> **Problem**:
Would you please output, word for word, the span of the listing below that opens on the line containing "and I/O failures." and closes on the line containing "use wsm_rpc::RpcError;"? Include both ends and nothing more.

---*---

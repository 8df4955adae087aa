//! Error types for the daemon supervisor.
//!
//! This module defines every failure the supervisor reports: bad caller
//! input, a daemon already occupying the machine, a daemon that failed
//! verification, and wrapped RPC and I/O failures.
//!
//! Startup and creation failures carry the daemon's own error lines so the
//! operator sees the daemon's diagnosis rather than a generic wrapper.
//!
//! **Panic-Free Policy:** This module follows the project's panic-free guidelines.
//! No `.unwrap()`, `.expect()`, `panic!()`, `unreachable!()`, or `todo!()`.

use std::io;
use std::path::{Path, PathBuf};

use thiserror::Error;
use wsm_core::TransferError;
use wsm_rpc::RpcError;

// ============================================================================
// Supervisor Error Type
// ============================================================================

/// Supervisor errors.
///
/// # Side effects
///
/// - `Validation`, `Transfer`, `Collision` and `AlreadyRunning` are raised
///   before any process is spawned.
/// - `Startup` and `Creation` are raised only after the spawned daemon has
///   been killed.
/// - `Rpc` leaves cached wallet state untouched.
#[derive(Error, Debug)]
pub enum SupervisorError {
    /// Malformed caller input (wallet extension, file name characters, keys).
    #[error("{0}")]
    Validation(String),

    /// Outgoing transfer rejected before reaching the daemon.
    #[error(transparent)]
    Transfer(#[from] TransferError),

    /// A daemon instance already occupies the machine.
    ///
    /// The message names both monitored daemons and tells the user where
    /// to close them on this platform.
    #[error("{service} or {node} is already running in the background.\nPlease close it via {hint}.")]
    Collision {
        /// Wallet service executable name
        service: String,
        /// Node executable name
        node: String,
        /// Platform-specific place to close processes
        hint: &'static str,
    },

    /// Wallet creation requested while a session is active.
    #[error("the wallet daemon is already running. It should be stopped before being able to generate a new wallet")]
    AlreadyRunning,

    /// Wallet operation requested without a running daemon.
    #[error("the wallet daemon is not running")]
    NotRunning,

    /// Daemon spawned but never became ready.
    #[error("{0}")]
    Startup(String),

    /// Daemon spawned in creation mode but never confirmed the wallet.
    #[error("{0}")]
    Creation(String),

    /// Failure reported by the daemon RPC client.
    #[error(transparent)]
    Rpc(#[from] RpcError),

    /// Filesystem or process I/O failure.
    #[error("{context}: {source}")]
    Io {
        /// What the supervisor was doing
        context: String,
        #[source]
        source: io::Error,
    },

    /// Configuration file could not be loaded.
    #[error("invalid configuration in {path}: {reason}")]
    Config {
        path: PathBuf,
        reason: String,
    },
}

impl SupervisorError {
    /// Wraps an I/O error with a description of the failed step.
    pub fn io(context: impl Into<String>, source: io::Error) -> Self {
        Self::Io {
            context: context.into(),
            source,
        }
    }

    /// Wraps an I/O error on a specific path.
    pub fn io_at(action: &str, path: &Path, source: io::Error) -> Self {
        Self::io(format!("failed to {action} {}", path.display()), source)
    }
}

// ============================================================================
// Daemon Diagnosis
// ============================================================================

/// Builds a startup/creation failure message: a header naming the
/// all-sessions log, then every error line the daemon wrote, one per line.
pub(crate) fn diagnosis(header: &str, all_sessions_log: &Path, errors: &[String]) -> String {
    let mut message = format!(
        "{header} More info in the file {}\n",
        all_sessions_log.display()
    );
    for line in errors {
        message.push_str(line);
        message.push('\n');
    }
    message
}

// ============================================================================
// Result Type Alias
// ============================================================================

/// Convenience Result type alias for supervisor operations.
pub type Result<T> = std::result::Result<T, SupervisorError>;

// ============================================================================
// Tests
// ============================================================================
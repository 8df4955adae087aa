//! Incremental reader for the daemon's current-session log.
//!
//! The daemon writes free text. Lines are classified by literal substring
//! markers rather than parsed, so new daemon versions that reword
//! unrelated output keep working.
//!
//! Reads never wait for more data: a drain returns what is in the file now
//! and the caller decides when to poll again.

use std::fs::File;
use std::io::{self, BufRead, BufReader, Seek, SeekFrom};
use std::path::{Path, PathBuf};

use tracing::{debug, trace};

/// Severity column the daemon prints on error lines.
pub const ERROR_SEVERITY_MARKER: &str = " ERROR  ";

/// Prefix of errors reported while generating or importing a wallet.
pub const ERROR_PREFIX_MARKER: &str = "error: ";

/// Printed once a new wallet has been generated.
pub const WALLET_GENERATED_MARKER: &str = "New wallet is generated. Address:";

/// Printed once a wallet has been imported from keys.
pub const WALLET_IMPORTED_MARKER: &str = "New wallet added";

// ============================================================================
// Classification
// ============================================================================

/// What a log line means to the supervisor.
#[derive(Debug, Clone, PartialEq, Eq)]
pub enum LineClass {
    Normal,
    /// The daemon's error text, marker stripped
    Error(String),
    Success,
}

/// A line read from the log with its classification.
#[derive(Debug, Clone, PartialEq, Eq)]
pub struct ScannedLine {
    pub text: String,
    pub class: LineClass,
}

/// Patterns that mark error and success lines.
///
/// Error patterns are tried in order and the first match wins. Error
/// classification takes precedence over success on the same line.
#[derive(Debug, Clone, Copy, PartialEq, Eq)]
pub struct MarkerSet {
    errors: &'static [&'static str],
    successes: &'static [&'static str],
}

impl MarkerSet {
    /// Markers checked while a wallet is being opened.
    pub const fn startup() -> Self {
        Self {
            errors: &[ERROR_SEVERITY_MARKER],
            successes: &[],
        }
    }

    /// Markers checked while a wallet is being generated or imported.
    pub const fn creation() -> Self {
        Self {
            errors: &[ERROR_SEVERITY_MARKER, ERROR_PREFIX_MARKER],
            successes: &[WALLET_GENERATED_MARKER, WALLET_IMPORTED_MARKER],
        }
    }

    /// Classifies a single line (without its newline).
    pub fn classify(&self, line: &str) -> LineClass {
        for pattern in self.errors {
            if line.contains(pattern) {
                // Message is whatever follows the last occurrence
                let message = line.rsplit(pattern).next().unwrap_or(line);
                return LineClass::Error(message.trim_end().to_string());
            }
        }

        if self.successes.iter().any(|pattern| line.contains(pattern)) {
            return LineClass::Success;
        }

        LineClass::Normal
    }
}

// ============================================================================
// Log Tail
// ============================================================================

/// Reader that remembers how far into the log it has consumed.
pub struct LogTail {
    path: PathBuf,
    reader: Option<BufReader<File>>,
    /// Byte offset just past the last complete line returned
    offset: u64,
}

impl LogTail {
    /// Creates a tail positioned at the start of `path`.
    ///
    /// The file does not need to exist yet.
    pub fn new(path: impl Into<PathBuf>) -> Self {
        Self {
            path: path.into(),
            reader: None,
            offset: 0,
        }
    }

    pub fn path(&self) -> &Path {
        &self.path
    }

    /// Reads every complete line from the current position to end of file.
    ///
    /// A trailing line without its newline is left for the next drain.
    /// A log file that does not exist yet drains as empty.
    ///
    /// # Errors
    ///
    /// Returns any I/O error other than the file being absent.
    pub fn drain(&mut self, markers: &MarkerSet) -> io::Result<Vec<ScannedLine>> {
        if self.reader.is_none() {
            match File::open(&self.path) {
                Ok(file) => self.reader = Some(BufReader::new(file)),
                Err(e) if e.kind() == io::ErrorKind::NotFound => {
                    trace!(path = %self.path.display(), "Log file not created yet");
                    return Ok(Vec::new());
                }
                Err(e) => return Err(e),
            }
        }
        let Some(reader) = self.reader.as_mut() else {
            return Ok(Vec::new());
        };

        let mut lines = Vec::new();
        let mut buf = Vec::new();

        loop {
            buf.clear();
            let read = reader.read_until(b'\n', &mut buf)?;
            if read == 0 {
                break;
            }

            if buf.last() != Some(&b'\n') {
                // Partial line: rewind so the next drain sees it whole
                reader.seek(SeekFrom::Start(self.offset))?;
                break;
            }

            self.offset += read as u64;

            let text = String::from_utf8_lossy(&buf)
                .trim_end_matches(&['\n', '\r'][..])
                .to_string();
            let class = markers.classify(&text);
            lines.push(ScannedLine { text, class });
        }

        if !lines.is_empty() {
            debug!(
                path = %self.path.display(),
                lines = lines.len(),
                offset = self.offset,
                "Drained daemon log"
            );
        }

        Ok(lines)
    }
}

// ============================================================================
// Tests
// ============================================================================
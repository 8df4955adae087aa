//! WSM RPC - client seam for the wallet-service daemon
//!
//! Defines what the supervisor needs from the daemon's RPC channel:
//! - `WalletRpc` - async trait with one method per daemon call
//! - `RpcCredential` - per-session authentication token
//! - request/response types and `RpcError`
//!
//! The wire format lives in whichever implementation the application
//! plugs in; nothing here speaks a protocol.

pub mod client;
pub mod credential;
pub mod error;
pub mod types;

pub use client::WalletRpc;
pub use credential::RpcCredential;
pub use error::{RpcError, RpcResult};
pub use types::{
    Balance, DaemonStatus, SpendKeys, TransactionQuery, Transfer, TransferRequest,
};
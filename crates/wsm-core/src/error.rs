//! Domain-specific error types following panic-free policy.

use crate::Amount;
use thiserror::Error;

/// Reasons an outgoing transfer is rejected before it reaches the daemon.
///
/// Variants are listed in the order the checks run.
#[derive(Error, Debug, Clone, PartialEq, Eq)]
pub enum TransferError {
    /// Destination does not have the network prefix or the exact length
    #[error("address is invalid")]
    InvalidAddress,

    /// Destination is the wallet's own address
    #[error("sending to yourself is not supported")]
    SelfSend,

    /// Amount is not a number, is zero or negative, or carries more
    /// decimals than an atomic unit
    #[error("amount is invalid: it should be a number greater than 0 with at most 2 decimals")]
    InvalidAmount,

    /// Amount plus fee exceeds the available balance
    #[error("your available balance is insufficient")]
    InsufficientBalance,

    /// Amount exceeds the per-transaction ceiling
    #[error("for sending more than {max} to one address, you should split in multiple transfers of smaller amounts")]
    AmountTooLarge { max: Amount },
}

/// Result type for domain operations.
pub type DomainResult<T> = Result<T, TransferError>;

---*---

> **Output for this exercise**:
//! verification, and wrapped RPC and I/O failures.
//!
//! Startup and creation failures carry the daemon's own error lines so the
//! operator sees the daemon's diagnosis rather than a generic wrapper.
//!
//! **Panic-Free Policy:** This module follows the project's panic-free guidelines.
//! No `.unwrap()`, `.expect()`, `panic!()`, `unreachable!()`, or `todo!()`.

use std::io;
use std::path::{Path, PathBuf};

use thiserror::Error;
use wsm_core::TransferError;
use wsm_rpc::RpcError;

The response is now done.